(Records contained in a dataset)
- - -
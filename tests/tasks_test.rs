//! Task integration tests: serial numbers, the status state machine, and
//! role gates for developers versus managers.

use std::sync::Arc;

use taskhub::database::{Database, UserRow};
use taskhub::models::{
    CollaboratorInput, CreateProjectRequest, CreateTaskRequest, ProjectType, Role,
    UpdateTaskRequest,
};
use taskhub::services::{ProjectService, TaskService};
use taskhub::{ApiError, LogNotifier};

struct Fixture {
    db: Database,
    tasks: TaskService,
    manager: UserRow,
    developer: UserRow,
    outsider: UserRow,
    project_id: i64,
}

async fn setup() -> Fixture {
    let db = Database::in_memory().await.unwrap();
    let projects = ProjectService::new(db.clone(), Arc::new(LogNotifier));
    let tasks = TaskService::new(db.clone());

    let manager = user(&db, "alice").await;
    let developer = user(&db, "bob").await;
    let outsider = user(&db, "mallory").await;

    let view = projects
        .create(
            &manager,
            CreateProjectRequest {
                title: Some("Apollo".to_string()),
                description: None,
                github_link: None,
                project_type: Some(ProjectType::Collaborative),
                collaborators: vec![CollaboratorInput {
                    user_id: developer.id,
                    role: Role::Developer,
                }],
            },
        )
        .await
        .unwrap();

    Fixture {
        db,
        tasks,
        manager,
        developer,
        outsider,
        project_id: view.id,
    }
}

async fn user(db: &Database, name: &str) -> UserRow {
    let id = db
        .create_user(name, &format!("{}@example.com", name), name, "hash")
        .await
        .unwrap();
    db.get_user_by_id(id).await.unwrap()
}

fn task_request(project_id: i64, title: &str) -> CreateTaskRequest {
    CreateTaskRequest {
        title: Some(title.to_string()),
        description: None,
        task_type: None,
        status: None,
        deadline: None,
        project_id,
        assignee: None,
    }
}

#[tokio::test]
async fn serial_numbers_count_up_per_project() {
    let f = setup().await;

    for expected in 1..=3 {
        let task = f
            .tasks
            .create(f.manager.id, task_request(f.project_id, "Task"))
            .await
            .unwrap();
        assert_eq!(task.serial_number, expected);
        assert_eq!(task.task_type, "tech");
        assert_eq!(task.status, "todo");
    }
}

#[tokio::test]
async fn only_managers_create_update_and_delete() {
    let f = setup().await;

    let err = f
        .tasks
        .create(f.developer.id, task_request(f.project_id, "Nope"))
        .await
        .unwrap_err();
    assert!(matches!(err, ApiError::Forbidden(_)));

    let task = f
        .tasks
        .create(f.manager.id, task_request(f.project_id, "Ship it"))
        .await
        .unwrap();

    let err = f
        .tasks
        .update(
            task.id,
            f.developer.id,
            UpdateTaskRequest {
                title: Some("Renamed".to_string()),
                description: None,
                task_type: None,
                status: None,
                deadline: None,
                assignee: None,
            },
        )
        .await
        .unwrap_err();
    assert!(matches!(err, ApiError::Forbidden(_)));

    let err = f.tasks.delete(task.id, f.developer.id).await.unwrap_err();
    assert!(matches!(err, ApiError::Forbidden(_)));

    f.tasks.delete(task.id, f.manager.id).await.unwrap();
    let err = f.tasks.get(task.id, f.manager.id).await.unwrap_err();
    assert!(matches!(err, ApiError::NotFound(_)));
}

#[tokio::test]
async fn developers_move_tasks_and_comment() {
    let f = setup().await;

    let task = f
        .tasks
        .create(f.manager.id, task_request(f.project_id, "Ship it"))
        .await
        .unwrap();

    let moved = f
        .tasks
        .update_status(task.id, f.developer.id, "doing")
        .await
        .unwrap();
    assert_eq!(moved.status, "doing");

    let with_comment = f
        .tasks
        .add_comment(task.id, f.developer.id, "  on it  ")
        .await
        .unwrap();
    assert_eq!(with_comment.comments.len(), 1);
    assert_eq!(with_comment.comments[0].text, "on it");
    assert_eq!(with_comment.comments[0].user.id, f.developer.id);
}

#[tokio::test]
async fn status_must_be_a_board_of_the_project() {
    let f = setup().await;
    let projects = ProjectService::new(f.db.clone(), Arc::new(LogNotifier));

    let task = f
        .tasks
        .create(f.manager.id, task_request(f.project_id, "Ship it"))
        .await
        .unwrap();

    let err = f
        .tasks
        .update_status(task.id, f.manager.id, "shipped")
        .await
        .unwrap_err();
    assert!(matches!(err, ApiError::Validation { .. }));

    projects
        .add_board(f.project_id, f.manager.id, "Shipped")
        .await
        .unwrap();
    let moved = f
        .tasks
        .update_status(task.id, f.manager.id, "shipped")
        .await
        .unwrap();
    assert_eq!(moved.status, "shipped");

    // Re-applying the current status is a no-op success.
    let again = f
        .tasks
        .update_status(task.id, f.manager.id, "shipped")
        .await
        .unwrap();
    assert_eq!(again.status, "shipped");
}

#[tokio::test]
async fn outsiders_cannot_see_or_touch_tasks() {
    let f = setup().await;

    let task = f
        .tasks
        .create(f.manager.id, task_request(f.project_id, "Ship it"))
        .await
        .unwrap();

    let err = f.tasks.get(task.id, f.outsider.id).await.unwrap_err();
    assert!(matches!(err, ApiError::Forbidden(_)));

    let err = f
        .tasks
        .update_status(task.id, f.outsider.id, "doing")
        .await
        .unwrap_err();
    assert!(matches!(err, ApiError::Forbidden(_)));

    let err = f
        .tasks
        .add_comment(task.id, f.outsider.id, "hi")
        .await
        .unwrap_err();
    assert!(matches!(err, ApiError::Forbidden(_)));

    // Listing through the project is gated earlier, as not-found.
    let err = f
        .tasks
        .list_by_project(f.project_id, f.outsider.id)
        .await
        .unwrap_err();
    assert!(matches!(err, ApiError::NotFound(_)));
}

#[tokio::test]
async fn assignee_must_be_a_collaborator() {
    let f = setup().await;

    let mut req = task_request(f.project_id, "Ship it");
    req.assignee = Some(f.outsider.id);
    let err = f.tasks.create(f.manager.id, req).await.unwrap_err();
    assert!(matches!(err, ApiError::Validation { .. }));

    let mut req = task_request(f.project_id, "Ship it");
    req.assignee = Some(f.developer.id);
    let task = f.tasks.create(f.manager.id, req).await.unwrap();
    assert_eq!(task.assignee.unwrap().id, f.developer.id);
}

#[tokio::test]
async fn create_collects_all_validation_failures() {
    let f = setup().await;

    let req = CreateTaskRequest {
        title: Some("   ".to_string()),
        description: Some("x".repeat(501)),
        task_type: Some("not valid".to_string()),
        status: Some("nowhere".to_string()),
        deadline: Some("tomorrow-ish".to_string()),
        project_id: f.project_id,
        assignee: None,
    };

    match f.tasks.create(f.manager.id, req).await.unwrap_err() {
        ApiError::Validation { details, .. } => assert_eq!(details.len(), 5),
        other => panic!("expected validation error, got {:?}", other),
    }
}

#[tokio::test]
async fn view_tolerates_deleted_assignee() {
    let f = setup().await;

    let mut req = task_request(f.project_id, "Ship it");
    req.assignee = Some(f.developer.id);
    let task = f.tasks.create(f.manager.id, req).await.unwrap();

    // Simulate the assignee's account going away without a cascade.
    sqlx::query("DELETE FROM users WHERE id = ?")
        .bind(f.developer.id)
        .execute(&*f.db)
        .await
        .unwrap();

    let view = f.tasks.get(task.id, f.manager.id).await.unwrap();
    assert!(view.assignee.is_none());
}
- - -
▸ **WHAT YOU HAVE TO DO**
Every entry must be retyped in full, exactly as given.

▸ **EXERCISE ANSWER**
filename tests/tasks_test.rs
//! Task integration tests: serial numbers, the status state machine, and
//! role gates for developers versus managers.

use std::sync::Arc;

use taskhub::database::{Database, UserRow};
use taskhub::models::{
    CollaboratorInput, CreateProjectRequest, CreateTaskRequest, ProjectType, Role,
    UpdateTaskRequest,
};
use taskhub::services::{ProjectService, TaskService};
use taskhub::{ApiError, LogNotifier};

struct Fixture {
    db: Database,
    tasks: TaskService,
    manager: UserRow,
    developer: UserRow,
    outsider: UserRow,
    project_id: i64,
}

async fn setup() -> Fixture {
    let db = Database::in_memory().await.unwrap();
    let projects = ProjectService::new(db.clone(), Arc::new(LogNotifier));
    let tasks = TaskService::new(db.clone());

    let manager = user(&db, "alice").await;
    let developer = user(&db, "bob").await;
    let outsider = user(&db, "mallory").await;

    let view = projects
        .create(
            &manager,
            CreateProjectRequest {
                title: Some("Apollo".to_string()),
                description: None,
                github_link: None,
                project_type: Some(ProjectType::Collaborative),
                collaborators: vec![CollaboratorInput {
                    user_id: developer.id,
                    role: Role::Developer,
                }],
            },
        )
        .await
        .unwrap();

    Fixture {
        db,
        tasks,
        manager,
        developer,
        outsider,
        project_id: view.id,
    }
}

async fn user(db: &Database, name: &str) -> UserRow {
    let id = db
        .create_user(name, &format!("{}@example.com", name), name, "hash")
        .await
        .unwrap();
    db.get_user_by_id(id).await.unwrap()
}

fn task_request(project_id: i64, title: &str) -> CreateTaskRequest {
    CreateTaskRequest {
        title: Some(title.to_string()),
        description: None,
        task_type: None,
        status: None,
        deadline: None,
        project_id,
        assignee: None,
    }
}

#[tokio::test]
async fn serial_numbers_count_up_per_project() {
    let f = setup().await;

    for expected in 1..=3 {
        let task = f
            .tasks
            .create(f.manager.id, task_request(f.project_id, "Task"))
            .await
            .unwrap();
        assert_eq!(task.serial_number, expected);
        assert_eq!(task.task_type, "tech");
        assert_eq!(task.status, "todo");
    }
}

#[tokio::test]
async fn only_managers_create_update_and_delete() {
    let f = setup().await;

    let err = f
        .tasks
        .create(f.developer.id, task_request(f.project_id, "Nope"))
        .await
        .unwrap_err();
    assert!(matches!(err, ApiError::Forbidden(_)));

    let task = f
        .tasks
        .create(f.manager.id, task_request(f.project_id, "Ship it"))
        .await
        .unwrap();

    let err = f
        .tasks
        .update(
            task.id,
            f.developer.id,
            UpdateTaskRequest {
                title: Some("Renamed".to_string()),
                description: None,
                task_type: None,
                status: None,
                deadline: None,
                assignee: None,
            },
        )
        .await
        .unwrap_err();
    assert!(matches!(err, ApiError::Forbidden(_)));

    let err = f.tasks.delete(task.id, f.developer.id).await.unwrap_err();
    assert!(matches!(err, ApiError::Forbidden(_)));

    f.tasks.delete(task.id, f.manager.id).await.unwrap();
    let err = f.tasks.get(task.id, f.manager.id).await.unwrap_err();
    assert!(matches!(err, ApiError::NotFound(_)));
}

#[tokio::test]
async fn developers_move_tasks_and_comment() {
    let f = setup().await;

    let task = f
        .tasks
        .create(f.manager.id, task_request(f.project_id, "Ship it"))
        .await
        .unwrap();

    let moved = f
        .tasks
        .update_status(task.id, f.developer.id, "doing")
        .await
        .unwrap();
    assert_eq!(moved.status, "doing");

    let with_comment = f
        .tasks
        .add_comment(task.id, f.developer.id, "  on it  ")
        .await
        .unwrap();
    assert_eq!(with_comment.comments.len(), 1);
    assert_eq!(with_comment.comments[0].text, "on it");
    assert_eq!(with_comment.comments[0].user.id, f.developer.id);
}

#[tokio::test]
async fn status_must_be_a_board_of_the_project() {
    let f = setup().await;
    let projects = ProjectService::new(f.db.clone(), Arc::new(LogNotifier));

    let task = f
        .tasks
        .create(f.manager.id, task_request(f.project_id, "Ship it"))
        .await
        .unwrap();

    let err = f
        .tasks
        .update_status(task.id, f.manager.id, "shipped")
        .await
        .unwrap_err();
    assert!(matches!(err, ApiError::Validation { .. }));

    projects
        .add_board(f.project_id, f.manager.id, "Shipped")
        .await
        .unwrap();
    let moved = f
        .tasks
        .update_status(task.id, f.manager.id, "shipped")
        .await
        .unwrap();
    assert_eq!(moved.status, "shipped");

    // Re-applying the current status is a no-op success.
    let again = f
        .tasks
        .update_status(task.id, f.manager.id, "shipped")
        .await
        .unwrap();
    assert_eq!(again.status, "shipped");
}

#[tokio::test]
async fn outsiders_cannot_see_or_touch_tasks() {
    let f = setup().await;

    let task = f
        .tasks
        .create(f.manager.id, task_request(f.project_id, "Ship it"))
        .await
        .unwrap();

    let err = f.tasks.get(task.id, f.outsider.id).await.unwrap_err();
    assert!(matches!(err, ApiError::Forbidden(_)));

    let err = f
        .tasks
        .update_status(task.id, f.outsider.id, "doing")
        .await
        .unwrap_err();
    assert!(matches!(err, ApiError::Forbidden(_)));

    let err = f
        .tasks
        .add_comment(task.id, f.outsider.id, "hi")
        .await
        .unwrap_err();
    assert!(matches!(err, ApiError::Forbidden(_)));

    // Listing through the project is gated earlier, as not-found.
    let err = f
        .tasks
        .list_by_project(f.project_id, f.outsider.id)
        .await
        .unwrap_err();
    assert!(matches!(err, ApiError::NotFound(_)));
}

#[tokio::test]
async fn assignee_must_be_a_collaborator() {
    let f = setup().await;

    let mut req = task_request(f.project_id, "Ship it");
    req.assignee = Some(f.outsider.id);
    let err = f.tasks.create(f.manager.id, req).await.unwrap_err();
    assert!(matches!(err, ApiError::Validation { .. }));

    let mut req = task_request(f.project_id, "Ship it");
    req.assignee = Some(f.developer.id);
    let task = f.tasks.create(f.manager.id, req).await.unwrap();
    assert_eq!(task.assignee.unwrap().id, f.developer.id);
}

#[tokio::test]
async fn create_collects_all_validation_failures() {
    let f = setup().await;

    let req = CreateTaskRequest {
        title: Some("   ".to_string()),
        description: Some("x".repeat(501)),
        task_type: Some("not valid".to_string()),
        status: Some("nowhere".to_string()),
        deadline: Some("tomorrow-ish".to_string()),
        project_id: f.project_id,
        assignee: None,
    };

    match f.tasks.create(f.manager.id, req).await.unwrap_err() {
        ApiError::Validation { details, .. } => assert_eq!(details.len(), 5),
        other => panic!("expected validation error, got {:?}", other),
    }
}

#[tokio::test]
async fn view_tolerates_deleted_assignee() {
    let f = setup().await;

    let mut req = task_request(f.project_id, "Ship it");
    req.assignee = Some(f.developer.id);
    let task = f.tasks.create(f.manager.id, req).await.unwrap();

    // Simulate the assignee's account going away without a cascade.
    sqlx::query("DELETE FROM users WHERE id = ?")
        .bind(f.developer.id)
        .execute(&*f.db)
        .await
        .unwrap();

    let view = f.tasks.get(task.id, f.manager.id).await.unwrap();
    assert!(view.assignee.is_none());
}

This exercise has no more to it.